The correlation curve will probably not go on forever. At some point, hopefully, I will reach my goal weight and will be looking to maintain. I will likely still write, so the correlation of posts to weight loss will vanish. But for now, this graph tells me a story.

Bobby-C’s thought for the day…The more accountable I hold myself to a public group, the more likely I am to stay on track. This blog is the best measure of that accountability.

January 14 – Remembering the importance of hunger

“Man is the only animal whose desires increase as they are fed, the only animal that is never satisfied.” – Henry George

One of the hardest things for me to do when I stated Weight Watchers was to understand what it meant to be hungry, and how much to eat to satisfy the hunger, not just fill the void. Today’s entry in Weight Watchers Success Every Day. 365 Meditations for Your Weight Loss Journey talks about that concept.

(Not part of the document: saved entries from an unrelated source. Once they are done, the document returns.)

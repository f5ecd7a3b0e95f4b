//! Transfer backed by a real subprocess (rsync by default).

use async_trait::async_trait;
use std::io;
use std::process::Stdio;
use tokio::io::{AsyncBufReadExt, BufReader};
use tokio::process::Command;

use super::{Transfer, TransferCommand, TransferOutput};

/// Spawns `command.program` with `command.args`, streaming stdout and stderr.
#[derive(Debug, Clone, Copy, Default)]
pub struct ProcessTransfer;

#[async_trait]
impl Transfer for ProcessTransfer {
    async fn run(
        &self,
        command: &TransferCommand,
        on_line: &(dyn for<'l> Fn(&'l str) + Send + Sync),
    ) -> io::Result<TransferOutput> {
        let mut child = Command::new(&command.program)
            .args(&command.args)
            .stdin(Stdio::null())
            .stdout(Stdio::piped())
            .stderr(Stdio::piped())
            .kill_on_drop(true)
            .spawn()?;

        let stdout = child
            .stdout
            .take()
            .ok_or_else(|| io::Error::new(io::ErrorKind::Other, "child stdout not captured"))?;
        let stderr = child
            .stderr
            .take()
            .ok_or_else(|| io::Error::new(io::ErrorKind::Other, "child stderr not captured"))?;

        let mut out = BufReader::new(stdout);
        let mut err = BufReader::new(stderr);
        let mut out_buf = Vec::new();
        let mut err_buf = Vec::new();
        let mut out_open = true;
        let mut err_open = true;
        let mut combined = String::new();

        // Partial reads stay in the buffers, so a branch losing the race is resumed next turn.
        while out_open || err_open {
            tokio::select! {
                read = out.read_until(b'\n', &mut out_buf), if out_open => {
                    if read? == 0 {
                        out_open = false;
                    }
                    take_line(&mut out_buf, &mut combined, on_line);
                }
                read = err.read_until(b'\n', &mut err_buf), if err_open => {
                    if read? == 0 {
                        err_open = false;
                    }
                    take_line(&mut err_buf, &mut combined, on_line);
                }
            }
        }

        let status = child.wait().await?;
        Ok(TransferOutput {
            exit_code: status.code(),
            output: combined,
        })
    }
}

/// Move one buffered line (lossy UTF-8, line ending stripped) into `combined`.
fn take_line(
    buf: &mut Vec<u8>,
    combined: &mut String,
    on_line: &(dyn for<'l> Fn(&'l str) + Send + Sync),
) {
    if buf.is_empty() {
        return;
    }
    {
        let text = String::from_utf8_lossy(buf);
        let line = text.trim_end_matches(|c| c == '\n' || c == '\r');
        on_line(line);
        combined.push_str(line);
        combined.push('\n');
    }
    buf.clear();
}
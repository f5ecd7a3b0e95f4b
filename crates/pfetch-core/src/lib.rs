pub mod config;
pub mod logging;

pub mod dispatch;
pub mod job;
pub mod joblog;
pub mod manifest;
pub mod progress;
pub mod report;
pub mod retry;
pub mod run;
pub mod transfer;
pub mod worker;
//! Job model: one fetch unit (remote path -> local path), its lifecycle
//! state, and its retry budget.
//!
//! Jobs are plain data. Status changes go through the methods below, which
//! refuse anything [`JobStatus::can_transition_to`] does not allow.

mod kind;
mod status;

use std::ffi::OsString;
use std::io;
use std::path::{Path, PathBuf};

use crate::transfer::TransferCommand;

pub use kind::{classify_entry, EntryKind, DEFAULT_SINGLE_FILE_EXTENSIONS};
pub use status::{JobStatus, TransitionError};

/// Job identifier: the entry's index in the manifest.
pub type JobId = usize;

/// Worker identifier: index into the worker pool.
pub type WorkerId = usize;

/// Everything needed to turn manifest entries into jobs.
#[derive(Debug, Clone)]
pub struct JobTemplate {
    pub program: String,
    pub transfer_opts: String,
    /// Remote base (URL or path) prepended to every entry.
    pub remote_root: String,
    /// Local destination root.
    pub local_root: PathBuf,
    pub single_file_extensions: Vec<String>,
    pub retry_budget: u32,
}

impl JobTemplate {
    /// Build the job for `entry`. Pure: nothing touches the filesystem until
    /// [`Job::prepare_destination`].
    pub fn build(&self, id: JobId, entry: &str) -> Job {
        let kind = classify_entry(entry, &self.single_file_extensions);
        let rel = entry.trim_matches('/');
        let local_path = if rel.is_empty() {
            self.local_root.clone()
        } else {
            self.local_root.join(rel)
        };
        let mut remote_path = join_remote(&self.remote_root, rel);

        let dest: OsString = match kind {
            EntryKind::File => local_path.clone().into_os_string(),
            EntryKind::Directory => {
                if !remote_path.ends_with('/') {
                    remote_path.push('/');
                }
                with_trailing_slash(&local_path)
            }
        };
        let command = TransferCommand::new(
            self.program.clone(),
            &self.transfer_opts,
            remote_path.clone(),
            dest,
        );

        Job {
            id,
            entry: entry.to_string(),
            kind,
            remote_path,
            local_path,
            command,
            status: JobStatus::Pending,
            assigned_worker: None,
            retries_left: self.retry_budget,
            attempts: 0,
            exit_code: None,
            output_log: String::new(),
        }
    }
}

/// Join `root` and `rel` with exactly one `/`.
fn join_remote(root: &str, rel: &str) -> String {
    let root = root.trim_end_matches('/');
    match (root.is_empty(), rel.is_empty()) {
        (true, _) => rel.to_string(),
        (false, true) => root.to_string(),
        (false, false) => format!("{root}/{rel}"),
    }
}

fn with_trailing_slash(path: &Path) -> OsString {
    let mut s = path.as_os_str().to_owned();
    if !s.to_string_lossy().ends_with('/') {
        s.push("/");
    }
    s
}

/// One fetch unit.
#[derive(Debug, Clone)]
pub struct Job {
    pub id: JobId,
    /// The manifest line this job came from.
    pub entry: String,
    pub kind: EntryKind,
    pub remote_path: String,
    pub local_path: PathBuf,
    pub command: TransferCommand,
    status: JobStatus,
    /// Worker currently (or last) holding this job.
    pub assigned_worker: Option<WorkerId>,
    retries_left: u32,
    attempts: u32,
    /// Exit code of the last attempt.
    pub exit_code: Option<i32>,
    /// Combined output of the last attempt.
    pub output_log: String,
}

impl Job {
    pub fn status(&self) -> JobStatus {
        self.status
    }

    pub fn retries_left(&self) -> u32 {
        self.retries_left
    }

    /// Attempts started so far (the current one included while syncing).
    pub fn attempts(&self) -> u32 {
        self.attempts
    }

    pub fn is_terminal(&self) -> bool {
        self.status.is_terminal()
    }

    /// Create the local directory this job writes into. Idempotent: existing
    /// directories (e.g. a parent shared with another entry) are fine.
    pub fn prepare_destination(&self) -> io::Result<()> {
        let dir = match self.kind {
            EntryKind::Directory => Some(self.local_path.as_path()),
            EntryKind::File => self.local_path.parent(),
        };
        match dir {
            Some(dir) if !dir.as_os_str().is_empty() => std::fs::create_dir_all(dir),
            _ => Ok(()),
        }
    }

    fn transition(&mut self, next: JobStatus) -> Result<(), TransitionError> {
        if !self.status.can_transition_to(next) {
            return Err(TransitionError::Illegal {
                job: self.id,
                from: self.status,
                to: next,
            });
        }
        self.status = next;
        Ok(())
    }

    /// `pending -> syncing` on behalf of `worker`. Returns the 1-based attempt number.
    pub fn begin_attempt(&mut self, worker: WorkerId) -> Result<u32, TransitionError> {
        if self.assigned_worker != Some(worker) {
            return Err(TransitionError::NotAssigned {
                job: self.id,
                worker,
                assigned: self.assigned_worker,
            });
        }
        self.transition(JobStatus::Syncing)?;
        self.attempts += 1;
        self.output_log.clear();
        Ok(self.attempts)
    }

    /// `syncing -> completed | failed | broken` with the attempt's result.
    pub fn finish_attempt(
        &mut self,
        next: JobStatus,
        exit_code: Option<i32>,
        output: String,
    ) -> Result<(), TransitionError> {
        if self.status != JobStatus::Syncing || next == JobStatus::Pending {
            return Err(TransitionError::Illegal {
                job: self.id,
                from: self.status,
                to: next,
            });
        }
        self.transition(next)?;
        self.exit_code = exit_code;
        self.output_log = output;
        Ok(())
    }

    /// Recycle a broken job: back to `pending` (unassigned, so any worker can
    /// take it) while retries remain, otherwise `failed` for good.
    pub fn recycle(&mut self) -> Result<JobStatus, TransitionError> {
        if self.status != JobStatus::Broken {
            return Err(TransitionError::Illegal {
                job: self.id,
                from: self.status,
                to: JobStatus::Pending,
            });
        }
        if self.retries_left > 0 {
            self.retries_left -= 1;
            self.transition(JobStatus::Pending)?;
            self.assigned_worker = None;
        } else {
            self.transition(JobStatus::Failed)?;
        }
        Ok(self.status)
    }
}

I was walking and talking to a new hire at work the other day. The subject of “lunch time” came up. My company has something of an embedded culture of having 11:00am as lunch time. For me it started in my early days on the job when I had a 7:00am to 3:30pm daily scheduled. By 11:00am I was pretty darn hungry, so eating lunch then made sense. We have flex time now as the norm. As a result, some people start at 7:00am (or earlier), while others start their day at 9:00am. But still, the break area fills up at 11:00am, as do the restaurants in the area.

At home on the weekend I tend to follow a similar schedule. Although I might sleep in until 7:00 or 8:00am, and eat breakfast when I get up, come 11:00am I still have the urge to eat.

The comedian Jim Gaffigan has a routine about over eating. In it he says that he hasn’t felt actual hunger in 7 years. Only after I got serious about my weight loss did I come to understand how true that exaggerated, comedic statement is.

When I was deeply serious about my weight loss, and was clicking pounds off the scale on a regular basis, one thing I became proud of was being hungry shortly after eating, and going to bed a little hungry. I am not talking about the ravenous state of hunger that brings “Angry, Hungry Bob” out to play, but that slight twinge that tells me I didn’t over stuff myself, and I appropriately resisted late evening snacks.

When I see advertisements for WW, or read testimonials about how good the program is, I often hear people referring to “never being hungry” as a selling point to the program. Because we eat low-calorie-density foods (like fresh vegetables and fruits), and because we eat lean proteins, we tend to not always feel the hunger craving. I get that concept, and I know it works for many people. For me, when I am on my game, I feel slightly hungry much of the day.

Take right now for instance. My wife and I just came back from brunch at our favorite diner. I had an egg whites, gyro meat only omelet (9 points), two slices of rye toast (5 points), black coffee and ice water (I also had one slice of my wife’s bacon – 2 points). As I sit here and write, I feel satisfied, but also just slightly hungry. To me, that is success. For me to understand that the slight hunger doesn’t need to be filled is the key.

I didn’t start out with this knowledge. When I was new to this, I thought that this slight hunger was a problem. Along the way I adjusted my eating to minimize the feeling. But, more importantly, I learned what was an appropriate amount to eat, and how to live within that constraint.

Today I feel good! I think the positive results from yesterday’s weigh in are fueling my enthusiasm for the process. I have 25 points left today, and plan to spend them wisely.

I have updated my progress charts, you can see them here.

Bobby-C’s thought for the day…Learning what is an appropriate amount of hunger has been a key to my success in the past. Re-acquainting myself with that feeling will keep me successful in the future.